RECORDS SHOWN:
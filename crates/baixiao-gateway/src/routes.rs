//! HTTP route handlers.

use axum::{
    Json,
    extract::State,
    http::StatusCode,
    response::{
        IntoResponse, Response,
        sse::{Event, KeepAlive, Sse},
    },
};
use baixiao_agent::EventStream;
use baixiao_core::types::{ChatHistoryEntry, StreamEvent};
use futures::StreamExt;
use serde::Deserialize;
use std::convert::Infallible;
use std::sync::Arc;

use super::server::AppState;

#[derive(Debug, Deserialize)]
pub struct ChatRequest {
    #[serde(default)]
    pub query: String,
    #[serde(default)]
    pub chat_history: Option<Vec<ChatHistoryEntry>>,
}

#[derive(Debug, Deserialize)]
pub struct AddLibraryRequest {
    #[serde(default)]
    pub sources: Vec<String>,
}

fn detail(status: StatusCode, message: &str) -> Response {
    (status, Json(serde_json::json!({ "detail": message }))).into_response()
}

/// Health check endpoint.
pub async fn health_check(State(state): State<Arc<AppState>>) -> Json<serde_json::Value> {
    Json(serde_json::json!({
        "status": "ok",
        "version": env!("CARGO_PKG_VERSION"),
        "uptime_secs": state.start_time.elapsed().as_secs(),
    }))
}

/// Placeholder login; always succeeds.
pub async fn login() -> Json<serde_json::Value> {
    Json(serde_json::json!({ "message": "Login successful" }))
}

/// Streaming chat over Server-Sent Events.
pub async fn chat(State(state): State<Arc<AppState>>, Json(req): Json<ChatRequest>) -> Response {
    let history = req.chat_history.unwrap_or_default();
    match state.orchestrator.run(&req.query, history) {
        Ok(events) => {
            tracing::info!("💬 SSE chat: query_len={}", req.query.trim().chars().count());
            sse_response(events)
        }
        Err(e) if e.is_client_error() => detail(StatusCode::BAD_REQUEST, &e.to_string()),
        Err(e) => {
            tracing::error!("SSE chat failed to start: {e}");
            detail(StatusCode::INTERNAL_SERVER_ERROR, &e.to_string())
        }
    }
}

/// Wrap a session's events in a keep-alive SSE response.
pub fn sse_response(events: EventStream) -> Response {
    let frames = events.filter_map(|event| async move { to_sse_event(event).map(Ok::<_, Infallible>) });
    Sse::new(frames).keep_alive(KeepAlive::default()).into_response()
}

/// One frame per token or error; `Done` just ends the response.
pub fn to_sse_event(event: StreamEvent) -> Option<Event> {
    match event {
        StreamEvent::Token { text } => Some(Event::default().data(text)),
        StreamEvent::Error { error } => {
            Some(Event::default().data(serde_json::json!({ "error": error }).to_string()))
        }
        StreamEvent::Done => None,
    }
}

/// Kick off a knowledge base build and return immediately.
pub async fn add_library(
    State(state): State<Arc<AppState>>,
    Json(req): Json<AddLibraryRequest>,
) -> Response {
    let sources: Vec<String> = req
        .sources
        .into_iter()
        .map(|s| s.trim().to_string())
        .filter(|s| !s.is_empty())
        .collect();
    if sources.is_empty() {
        return detail(StatusCode::BAD_REQUEST, "Sources are required");
    }

    let job_id = uuid::Uuid::new_v4().to_string();
    tracing::info!("📥 Library job {job_id}: {} source(s)", sources.len());

    let ingestor = state.ingestor.clone();
    let job = job_id.clone();
    tokio::task::spawn_blocking(move || {
        let report = ingestor.ingest(&sources);
        for failed in &report.sources_failed {
            tracing::warn!("⚠️ Library job {job}: {} failed: {}", failed.source, failed.error);
        }
        tracing::info!(
            "✅ Library job {job} finished: {} ok, {} failed, {} chunks",
            report.sources_ok,
            report.sources_failed.len(),
            report.chunks_stored
        );
    });

    (
        StatusCode::ACCEPTED,
        Json(serde_json::json!({
            "message": "Knowledge base build started",
            "job_id": job_id,
        })),
    )
        .into_response()
}
//! Text preprocessing and recursive character chunking.

use regex::Regex;
use std::sync::LazyLock;

/// Separators tried in order, coarsest first. `""` means a hard split.
const SEPARATORS: &[&str] = &["\n\n", "\n", "。", ". ", " ", ""];

static HORIZONTAL_WS: LazyLock<Regex> = LazyLock::new(|| Regex::new(r"[ \t]+").expect("valid regex"));
static VERTICAL_WS: LazyLock<Regex> = LazyLock::new(|| Regex::new(r"\n{3,}").expect("valid regex"));

/// Collapse runs of spaces/tabs and 3+ blank lines, then trim.
pub fn preprocess(text: &str) -> String {
    let text = text.replace("\r\n", "\n");
    let text = HORIZONTAL_WS.replace_all(&text, " ");
    let text = VERTICAL_WS.replace_all(&text, "\n\n");
    text.trim().to_string()
}

/// Splits text into chunks of at most `chunk_size` characters, preferring
/// paragraph, line and sentence boundaries.
#[derive(Debug, Clone)]
pub struct Chunker {
    chunk_size: usize,
    chunk_overlap: usize,
}

impl Chunker {
    pub fn new(chunk_size: usize, chunk_overlap: usize) -> Self {
        let chunk_size = chunk_size.max(1);
        Self {
            chunk_size,
            chunk_overlap: chunk_overlap.min(chunk_size - 1),
        }
    }

    pub fn split(&self, text: &str) -> Vec<String> {
        let mut out = Vec::new();
        self.split_recursive(text, SEPARATORS, &mut out);
        out.into_iter()
            .map(|c| c.trim().to_string())
            .filter(|c| !c.is_empty())
            .collect()
    }

    fn split_recursive(&self, text: &str, separators: &[&str], out: &mut Vec<String>) {
        if char_len(text) <= self.chunk_size {
            out.push(text.to_string());
            return;
        }

        let idx = separators
            .iter()
            .position(|s| s.is_empty() || text.contains(s))
            .unwrap_or(separators.len().saturating_sub(1));
        let separator = separators.get(idx).copied().unwrap_or("");
        if separator.is_empty() {
            self.hard_split(text, out);
            return;
        }
        let finer = &separators[idx + 1..];

        let mut current = String::new();
        for piece in text.split_inclusive(separator) {
            let piece_len = char_len(piece);
            if piece_len > self.chunk_size {
                if !current.is_empty() {
                    out.push(std::mem::take(&mut current));
                }
                self.split_recursive(piece, finer, out);
                continue;
            }
            if char_len(&current) + piece_len > self.chunk_size {
                let tail = tail_chars(&current, self.chunk_overlap);
                out.push(std::mem::take(&mut current));
                if char_len(&tail) + piece_len <= self.chunk_size {
                    current = tail;
                }
            }
            current.push_str(piece);
        }
        if !current.is_empty() {
            out.push(current);
        }
    }

    fn hard_split(&self, text: &str, out: &mut Vec<String>) {
        let chars: Vec<char> = text.chars().collect();
        let step = self.chunk_size - self.chunk_overlap;
        let mut start = 0;
        while start < chars.len() {
            let end = (start + self.chunk_size).min(chars.len());
            out.push(chars[start..end].iter().collect());
            if end == chars.len() {
                break;
            }
            start += step;
        }
    }
}

fn char_len(s: &str) -> usize {
    s.chars().count()
}

fn tail_chars(s: &str, n: usize) -> String {
    if n == 0 {
        return String::new();
    }
    let len = char_len(s);
    s.chars().skip(len.saturating_sub(n)).collect()
}

#[cfg(test)]
mod tests {
    use super::*;

    #[test]
    fn test_preprocess_collapses_whitespace() {
        let raw = "  a \t\t b\n\n\n\n\nc  ";
        assert_eq!(preprocess(raw), "a b\n\nc");
    }

    #[test]
    fn test_short_text_is_one_chunk() {
        let chunker = Chunker::new(250, 0);
        assert_eq!(chunker.split("hello world"), vec!["hello world"]);
    }

    #[test]
    fn test_blank_text_yields_nothing() {
        let chunker = Chunker::new(10, 0);
        assert!(chunker.split("   \n\n  ").is_empty());
    }

    #[test]
    fn test_prefers_paragraph_boundaries() {
        let chunker = Chunker::new(20, 0);
        let text = "first paragraph.\n\nsecond paragraph.\n\nthird one.";
        let chunks = chunker.split(text);
        assert_eq!(
            chunks,
            vec!["first paragraph.", "second paragraph.", "third one."]
        );
    }

    #[test]
    fn test_chunks_respect_size_in_chars() {
        let chunker = Chunker::new(8, 0);
        let text = "猫咪喜欢晒太阳。猫咪也喜欢吃鱼。小狗喜欢散步和玩球。";
        for chunk in chunker.split(text) {
            assert!(chunk.chars().count() <= 8, "chunk too long: {chunk}");
        }
    }

    #[test]
    fn test_hard_split_without_separators() {
        let chunker = Chunker::new(4, 0);
        let chunks = chunker.split("abcdefghij");
        assert_eq!(chunks, vec!["abcd", "efgh", "ij"]);
    }

    #[test]
    fn test_hard_split_with_overlap() {
        let chunker = Chunker::new(4, 2);
        let chunks = chunker.split("abcdefgh");
        assert_eq!(chunks, vec!["abcd", "cdef", "efgh"]);
    }

    #[test]
    fn test_overlap_is_clamped() {
        let chunker = Chunker::new(3, 10);
        // Overlap clamps to size-1, so progress is guaranteed.
        let chunks = chunker.split("abcdef");
        assert_eq!(chunks.first().map(String::as_str), Some("abc"));
        assert_eq!(chunks.last().map(String::as_str), Some("def"));
    }
}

WHAT IS REQUIRED: Your answer must be the lines from the first line of the entries above through the line that contains "use baixiao_agent::EventStream;", written out exactly.

EXPECTED ANSWER:
filename crates/baixiao-gateway/src/routes.rs
//! HTTP route handlers.

use axum::{
    Json,
    extract::State,
    http::StatusCode,
    response::{
        IntoResponse, Response,
        sse::{Event, KeepAlive, Sse},
    },
};
use baixiao_agent::EventStream;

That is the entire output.